Please set down the records exactly, keeping every line.

▶ [Information provided]
○ ○ ○

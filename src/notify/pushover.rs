use anyhow::{anyhow, Context, Result};
use reqwest::Client;
use serde::{Deserialize, Serialize};
use std::time::Duration;

use super::{Credentials, Notification, Notifier};

pub const DEFAULT_PUSHOVER_URL: &str = "https://api.pushover.net/1/messages.json";
pub const ENV_PUSHOVER_URL: &str = "PUSHOVER_API_URL";

#[derive(Clone)]
pub struct PushoverNotifier {
    endpoint: String,
    client: Client,
    timeout: Duration,
}

impl PushoverNotifier {
    pub fn new(endpoint: impl Into<String>) -> Self {
        Self {
            endpoint: endpoint.into(),
            client: Client::new(),
            timeout: Duration::from_secs(10),
        }
    }

    /// Uses `$PUSHOVER_API_URL` when set, the public API otherwise.
    pub fn from_env() -> Self {
        let endpoint =
            std::env::var(ENV_PUSHOVER_URL).unwrap_or_else(|_| DEFAULT_PUSHOVER_URL.to_string());
        Self::new(endpoint)
    }

}

#[derive(Serialize)]
struct MessageForm<'a> {
    token: &'a str,
    user: &'a str,
    message: &'a str,
    priority: i8,
    #[serde(skip_serializing_if = "Option::is_none")]
    url: Option<&'a str>,
}

#[derive(Debug, Deserialize)]
struct PushoverResponse {
    status: i64,
    #[serde(default)]
    errors: Vec<String>,
}

#[async_trait::async_trait]
impl Notifier for PushoverNotifier {
    async fn send(&self, to: &Credentials, notification: &Notification) -> Result<()> {
        let form = MessageForm {
            token: &to.token,
            user: &to.user,
            message: &notification.message,
            priority: notification.priority,
            url: notification.url.as_deref(),
        };

        let rsp = self
            .client
            .post(&self.endpoint)
            .timeout(self.timeout)
            .form(&form)
            .send()
            .await
            .context("pushover request failed")?;

        let status = rsp.status();
        let body = rsp.text().await.context("read pushover body")?;
        let parsed: Option<PushoverResponse> = serde_json::from_str(&body).ok();

        match parsed {
            Some(r) if status.is_success() && r.status == 1 => Ok(()),
            Some(r) => Err(anyhow!(
                "pushover rejected message (HTTP {status}, status {}): {}",
                r.status,
                r.errors.join("; ")
            )),
            None => Err(anyhow!("pushover HTTP {status}: unexpected body: {body}")),
        }
    }

    fn name(&self) -> &'static str {
        "pushover"
    }
}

○ ○ ○

▶ [Task result]
filename src/notify/pushover.rs
use anyhow::{anyhow, Context, Result};
use reqwest::Client;
use serde::{Deserialize, Serialize};
use std::time::Duration;

use super::{Credentials, Notification, Notifier};

pub const DEFAULT_PUSHOVER_URL: &str = "https://api.pushover.net/1/messages.json";
pub const ENV_PUSHOVER_URL: &str = "PUSHOVER_API_URL";

#[derive(Clone)]
pub struct PushoverNotifier {
    endpoint: String,
    client: Client,
    timeout: Duration,
}

impl PushoverNotifier {
    pub fn new(endpoint: impl Into<String>) -> Self {
        Self {
            endpoint: endpoint.into(),
            client: Client::new(),
            timeout: Duration::from_secs(10),
        }
    }

    /// Uses `$PUSHOVER_API_URL` when set, the public API otherwise.
    pub fn from_env() -> Self {
        let endpoint =
            std::env::var(ENV_PUSHOVER_URL).unwrap_or_else(|_| DEFAULT_PUSHOVER_URL.to_string());
        Self::new(endpoint)
    }

}

#[derive(Serialize)]
struct MessageForm<'a> {
    token: &'a str,
    user: &'a str,
    message: &'a str,
    priority: i8,
    #[serde(skip_serializing_if = "Option::is_none")]
    url: Option<&'a str>,
}

#[derive(Debug, Deserialize)]
struct PushoverResponse {
    status: i64,
    #[serde(default)]
    errors: Vec<String>,
}

#[async_trait::async_trait]
impl Notifier for PushoverNotifier {
    async fn send(&self, to: &Credentials, notification: &Notification) -> Result<()> {
        let form = MessageForm {
            token: &to.token,
            user: &to.user,
            message: &notification.message,
            priority: notification.priority,
            url: notification.url.as_deref(),
        };

        let rsp = self
            .client
            .post(&self.endpoint)
            .timeout(self.timeout)
            .form(&form)
            .send()
            .await
            .context("pushover request failed")?;

        let status = rsp.status();
        let body = rsp.text().await.context("read pushover body")?;
        let parsed: Option<PushoverResponse> = serde_json::from_str(&body).ok();

        match parsed {
            Some(r) if status.is_success() && r.status == 1 => Ok(()),
            Some(r) => Err(anyhow!(
                "pushover rejected message (HTTP {status}, status {}): {}",
                r.status,
                r.errors.join("; ")
            )),
            None => Err(anyhow!("pushover HTTP {status}: unexpected body: {body}")),
        }
    }

    fn name(&self) -> &'static str {
        "pushover"
    }
}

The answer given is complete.